Over 60,000 poll machines are ready to be used for the first-ever national automated polls in May, Commission on Elections (Comelec) chairman Jose Melo announced on Thursday.
Melo made the announcement after his visit to the Comelec warehouse in Laguna. Melo expressed satisfaction over the results of the laboratory stress tests and other operational tests conducted on the machines.
After all 60,000 poll machines passed the operational and security testing, Melo said they are ready to load the machines with the automation software certified by international agency Systest Labs.
About 13,000 precinct count optical scan machines are set to arrive February 26, two days earlier than the delivery deadline. Installing the certified software on the poll machines will continue until March, when all poll machines have been tested.
Asked to rank in a scale of one to 10, with 10 signaling Comelec as most prepared for the May elections, Melo said “nine”, citing the 100 percent passing rate of the poll machines when subjected to several stress and functionality tests.

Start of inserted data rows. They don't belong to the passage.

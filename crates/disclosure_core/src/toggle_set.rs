//! Immutable set of active (open or checked) items.

use std::collections::BTreeSet;

use serde::{Deserialize, Serialize};

/// Set of items currently active in a disclosure or selection control.
///
/// Membership is all that matters: two sets with the same members are equal
/// regardless of the order items were activated in. Iteration is ordered by the
/// item's [`Ord`] implementation so renders and notifications are stable.
///
/// The type is a value: every transition returns a new set and leaves the
/// receiver untouched, so readers holding a snapshot never observe a partially
/// applied toggle.
#[derive(Debug, Clone, PartialEq, Eq, Hash, Serialize, Deserialize)]
#[serde(transparent)]
pub struct ToggleSet<K: Ord> {
    members: BTreeSet<K>,
}

impl<K: Ord> Default for ToggleSet<K> {
    fn default() -> Self {
        Self {
            members: BTreeSet::new(),
        }
    }
}

impl<K: Ord> ToggleSet<K> {
    /// Empty set.
    pub fn new() -> Self {
        Self::default()
    }

    /// Set holding exactly `item`.
    pub fn only(item: K) -> Self {
        Self {
            members: BTreeSet::from([item]),
        }
    }

    /// Returns `true` when `item` is active.
    pub fn contains(&self, item: &K) -> bool {
        self.members.contains(item)
    }

    /// Number of active items.
    pub fn len(&self) -> usize {
        self.members.len()
    }

    /// Returns `true` when nothing is active.
    pub fn is_empty(&self) -> bool {
        self.members.is_empty()
    }

    /// Iterates active items in ascending order.
    pub fn iter(&self) -> impl Iterator<Item = &K> + '_ {
        self.members.iter()
    }

    /// Returns `true` when `item` is the one and only member.
    pub fn is_sole_member(&self, item: &K) -> bool {
        self.members.len() == 1 && self.members.contains(item)
    }

    /// Consumes the set, returning its members in ascending order.
    pub fn into_vec(self) -> Vec<K> {
        self.members.into_iter().collect()
    }
}

impl<K: Ord + Clone> ToggleSet<K> {
    /// Returns a new set where `item` is present iff `include` is `true`.
    ///
    /// All other memberships are carried over unchanged. Including an item that
    /// is already present, or excluding one that is absent, yields a set equal
    /// to `self`.
    pub fn toggled(&self, item: K, include: bool) -> Self {
        let mut members = self.members.clone();
        if include {
            members.insert(item);
        } else {
            members.remove(&item);
        }
        Self { members }
    }
}

impl<K: Ord> FromIterator<K> for ToggleSet<K> {
    fn from_iter<I: IntoIterator<Item = K>>(iter: I) -> Self {
        Self {
            members: iter.into_iter().collect(),
        }
    }
}

impl<K: Ord> From<Vec<K>> for ToggleSet<K> {
    fn from(items: Vec<K>) -> Self {
        items.into_iter().collect()
    }
}

impl<K: Ord> IntoIterator for ToggleSet<K> {
    type Item = K;
    type IntoIter = std::collections::btree_set::IntoIter<K>;

    fn into_iter(self) -> Self::IntoIter {
        self.members.into_iter()
    }
}

impl<'a, K: Ord> IntoIterator for &'a ToggleSet<K> {
    type Item = &'a K;
    type IntoIter = std::collections::btree_set::Iter<'a, K>;

    fn into_iter(self) -> Self::IntoIter {
        self.members.iter()
    }
}

#[cfg(test)]
mod tests {
    use pretty_assertions::assert_eq;

    use super::*;

    #[test]
    fn equality_ignores_insertion_order() {
        let forward: ToggleSet<&str> = ["a", "b", "c"].into_iter().collect();
        let reverse: ToggleSet<&str> = ["c", "b", "a"].into_iter().collect();
        assert_eq!(forward, reverse);
    }

    #[test]
    fn toggled_leaves_receiver_and_other_members_untouched() {
        let original = ToggleSet::from(vec![1, 3]);
        let next = original.toggled(2, true);

        assert_eq!(original.into_vec(), vec![1, 3]);
        assert_eq!(next.into_vec(), vec![1, 2, 3]);
    }

    #[test]
    fn excluding_absent_item_is_a_value_noop() {
        let original = ToggleSet::from(vec![4]);
        assert_eq!(original.toggled(9, false), original);
        assert_eq!(original.toggled(4, true), original);
    }

    #[test]
    fn sole_member_requires_exactly_one_item() {
        assert!(ToggleSet::only(2).is_sole_member(&2));
        assert!(!ToggleSet::from(vec![2, 5]).is_sole_member(&2));
        assert!(!ToggleSet::<u8>::new().is_sole_member(&2));
    }

    #[test]
    fn serializes_as_sorted_list() {
        let set: ToggleSet<String> = ["d".to_string(), "b".to_string()].into_iter().collect();
        let json = serde_json::to_string(&set).expect("serialize");
        assert_eq!(json, r#"["b","d"]"#);

        let parsed: ToggleSet<String> = serde_json::from_str(r#"["d","b","d"]"#).expect("parse");
        assert_eq!(parsed, set);
    }
}
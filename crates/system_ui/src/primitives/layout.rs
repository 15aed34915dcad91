use super::*;

#[component]
/// Vertical layout stack.
pub fn Stack(
    #[prop(default = LayoutGap::Md)] gap: LayoutGap,
    #[prop(default = LayoutAlign::Stretch)] align: LayoutAlign,
    #[prop(default = LayoutPadding::None)] padding: LayoutPadding,
    #[prop(optional)] layout_class: Option<&'static str>,
    #[prop(optional)] ui_slot: Option<&'static str>,
    #[prop(optional, into)] role: Option<String>,
    children: Children,
) -> impl IntoView {
    view! {
        <div
            class=merge_layout_class("ui-stack", layout_class)
            role=role
            data-ui-primitive="true"
            data-ui-kind="stack"
            data-ui-slot=ui_slot
            data-ui-gap=gap.token()
            data-ui-align=align.token()
            data-ui-padding=padding.token()
        >
            {children()}
        </div>
    }
}

#[component]
/// Horizontal wrapping cluster.
pub fn Cluster(
    #[prop(default = LayoutGap::Md)] gap: LayoutGap,
    #[prop(default = LayoutAlign::Center)] align: LayoutAlign,
    #[prop(default = LayoutJustify::Start)] justify: LayoutJustify,
    #[prop(optional)] layout_class: Option<&'static str>,
    #[prop(optional)] ui_slot: Option<&'static str>,
    children: Children,
) -> impl IntoView {
    view! {
        <div
            class=merge_layout_class("ui-cluster", layout_class)
            data-ui-primitive="true"
            data-ui-kind="cluster"
            data-ui-slot=ui_slot
            data-ui-gap=gap.token()
            data-ui-align=align.token()
            data-ui-justify=justify.token()
        >
            {children()}
        </div>
    }
}
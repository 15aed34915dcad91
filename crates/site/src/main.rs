//! Binary entrypoint for the browser-hosted component documentation site.

#[cfg(all(target_arch = "wasm32", feature = "csr"))]
fn main() {
    site::mount();
}

#[cfg(not(target_arch = "wasm32"))]
fn main() {
    eprintln!(
        "This binary is intended for the browser/WASM workflow. Build `site_app` for wasm32 with the `csr` feature."
    );
}
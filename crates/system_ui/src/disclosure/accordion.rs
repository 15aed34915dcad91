use disclosure_core::CallSite;
use leptos::*;
use serde::{Deserialize, Serialize};

use super::{change_notifier, instance_id, ToggleController};
use crate::primitives::{bool_token, merge_layout_class};
use crate::{Button, ButtonVariant, Heading, Icon, IconName, IconSize};

#[derive(Clone, Copy)]
struct AccordionContext {
    controller: ToggleController<usize>,
    base_id: StoredValue<String>,
}

fn accordion_context(
    id: Option<String>,
    allow_multiple: bool,
    open: Option<Signal<Vec<usize>>>,
    default_open: Vec<usize>,
    on_change: Option<Callback<(usize, bool)>>,
    on_change_set: Option<Callback<Vec<usize>>>,
) -> AccordionContext {
    let policy = CallSite::Accordion { allow_multiple }
        .policy()
        .unwrap_or_default();
    let context = AccordionContext {
        controller: ToggleController::new(
            policy,
            open,
            default_open,
            change_notifier(on_change, on_change_set),
        ),
        base_id: store_value(instance_id("accordion", id)),
    };
    provide_context(context);
    context
}

#[component]
/// Stack of collapsible sections keyed by item index.
///
/// Passing `open` hands ownership of the open set to the caller, who must
/// apply each `on_open_change(index, open)` report or the full next set from
/// `on_value_change`. Otherwise the accordion
/// starts from `default_open` and tracks its own state.
pub fn Accordion(
    /// Keep several sections open at once.
    #[prop(optional)]
    allow_multiple: bool,
    #[prop(optional, into)] open: Option<Signal<Vec<usize>>>,
    #[prop(optional)] default_open: Vec<usize>,
    #[prop(optional)] on_open_change: Option<Callback<(usize, bool)>>,
    #[prop(optional)] on_value_change: Option<Callback<Vec<usize>>>,
    #[prop(optional, into)] id: Option<String>,
    #[prop(optional, into)] aria_label: Option<String>,
    #[prop(optional)] layout_class: Option<&'static str>,
    children: Children,
) -> impl IntoView {
    let context = accordion_context(
        id,
        allow_multiple,
        open,
        default_open,
        on_open_change,
        on_value_change,
    );
    view! {
        <div
            class=merge_layout_class("ui-accordion", layout_class)
            id=context.base_id.get_value()
            aria-label=aria_label
            data-ui-primitive="true"
            data-ui-kind="accordion"
            data-ui-multiple=bool_token(allow_multiple)
        >
            {children()}
        </div>
    }
}

#[component]
/// One header and collapsible region inside an [`Accordion`] or [`Faq`].
pub fn AccordionItem(
    index: usize,
    #[prop(into)] title: String,
    #[prop(optional, into)] description: Option<String>,
    #[prop(optional, into)] disabled: MaybeSignal<bool>,
    children: ChildrenFn,
) -> impl IntoView {
    let Some(context) = use_context::<AccordionContext>() else {
        logging::warn!("AccordionItem `{title}` rendered outside an Accordion");
        return ().into_view();
    };

    let controller = context.controller;
    let disabled = Signal::derive(move || disabled.get());
    let expanded = Signal::derive(move || controller.is_active(&index));
    let base_id = context.base_id.get_value();
    let header_id = format!("{base_id}-header-{index}");
    let region_id = format!("{base_id}-region-{index}");
    let region_labelledby = header_id.clone();
    let region_dom_id = region_id.clone();

    view! {
        <div
            class="ui-accordion-item"
            data-ui-kind="accordion-item"
            data-ui-state=move || if expanded.get() { "open" } else { "closed" }
            data-ui-disabled=move || bool_token(disabled.get())
        >
            <h3 data-ui-slot="heading">
                <Button
                    variant=ButtonVariant::Quiet
                    layout_class="ui-accordion-trigger"
                    id=header_id
                    aria_controls=region_id
                    aria_expanded=expanded
                    selected=expanded
                    disabled=disabled
                    ui_slot="trigger"
                    on_click=Callback::new(move |_| {
                        controller.toggle_enabled(index, disabled.get_untracked());
                    })
                >
                    <span data-ui-slot="title">{title}</span>
                    {move || {
                        let icon = if expanded.get() {
                            IconName::ChevronUp
                        } else {
                            IconName::ChevronDown
                        };
                        view! { <Icon icon size=IconSize::Sm /> }
                    }}
                </Button>
            </h3>
            <Show when=move || expanded.get()>
                <div
                    id=region_dom_id.clone()
                    role="region"
                    aria-labelledby=region_labelledby.clone()
                    data-ui-slot="region"
                >
                    {description
                        .clone()
                        .map(|description| view! { <p data-ui-slot="description">{description}</p> })}
                    {children()}
                </div>
            </Show>
        </div>
    }
    .into_view()
}

#[derive(Debug, Clone, PartialEq, Eq, Serialize, Deserialize)]
/// Question and answer pair rendered by [`Faq`].
pub struct FaqEntry {
    /// Header text.
    pub question: String,
    /// Body copy revealed when the entry is open.
    pub answer: String,
}

#[component]
/// Frequently-asked-questions list.
///
/// Entries open independently unless `allow_multiple` is turned off, in which
/// case opening one closes the rest and reselecting the open entry closes it.
pub fn Faq(
    items: Vec<FaqEntry>,
    #[prop(default = true)] allow_multiple: bool,
    #[prop(optional, into)] open_items: Option<Signal<Vec<usize>>>,
    #[prop(optional)] default_open: Vec<usize>,
    #[prop(optional)] on_toggle: Option<Callback<(usize, bool)>>,
    #[prop(optional)] on_value_change: Option<Callback<Vec<usize>>>,
    #[prop(optional, into)] id: Option<String>,
    #[prop(optional, into)] title: Option<String>,
    #[prop(optional)] layout_class: Option<&'static str>,
) -> impl IntoView {
    let context = accordion_context(
        id,
        allow_multiple,
        open_items,
        default_open,
        on_toggle,
        on_value_change,
    );
    if items.is_empty() {
        logging::warn!("Faq `{}` has no entries", context.base_id.get_value());
    }

    view! {
        <section
            class=merge_layout_class("ui-faq", layout_class)
            data-ui-primitive="true"
            data-ui-kind="faq"
        >
            {title.map(|title| view! { <Heading level=2>{title}</Heading> })}
            <div
                class="ui-accordion"
                id=context.base_id.get_value()
                data-ui-kind="accordion"
                data-ui-multiple=bool_token(allow_multiple)
            >
                {items
                    .into_iter()
                    .enumerate()
                    .map(|(index, entry)| {
                        let answer = entry.answer;
                        view! {
                            <AccordionItem index title=entry.question>
                                <p data-ui-slot="answer">{answer.clone()}</p>
                            </AccordionItem>
                        }
                    })
                    .collect_view()}
            </div>
        </section>
    }
}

The poll chief was quoted Wednesday as saying he would quit Comelec “if poll automation fails.”
During the testing, the poll machines are fed with hundreds of marked paper ballots to ensure they can read and scan all the shaded ovals opposite all pre-printed names of candidates and, after scanning, that they can print the Election Returns (ERs), said Smartmatic warehouse manager Louie Campos.
Of the 68,000 machines delivered to the Laguna warehouse, only four percent failed the test on the first run but was able to comply with the requirements when tested for the second time, he said.
“The four percent of the machines which failed the tests are quarantined and are subjected to another testing based on the cause of its non-compliance. For example, if the machine fails in the scanning test, we fed it another batch of papers. So it's not the machine's problem but the paper itself and after we diagnose this, the machines pass the test,” said Campos.
The warehouse official added that no machine was sent for repair at the warehouse despite the four percent failing the test for the first time due to “scanning problems.”
Melo also gave an approval for the printing of the ballots. Presently, six million ballots have been printed at the National Printing Office for use in the Autonomous Region in Muslim Mindanao and the provinces of Bohol, Cagayan, Batanes and Palawan, among others.
Melo also showed the media that the ballots to be shipped per clustered precinct were sealed in vacuum plastics and placed in black plastic box that is finally covered by a stretch plastic film for protection against humidity, high temperature and sunlight that might damage the invisible UV ink, one of the ballot's main security features.
Also present during the site visit, automation law co-author and Makati Representative Teddy Boy Locsin gave the Comelec “two-thumbs up” for its vigilance to continue the project.
“The Comelec did a great job here and it seems we are sure to have the country's first automated elections in May 10,” Locsin told INQUIRER.net.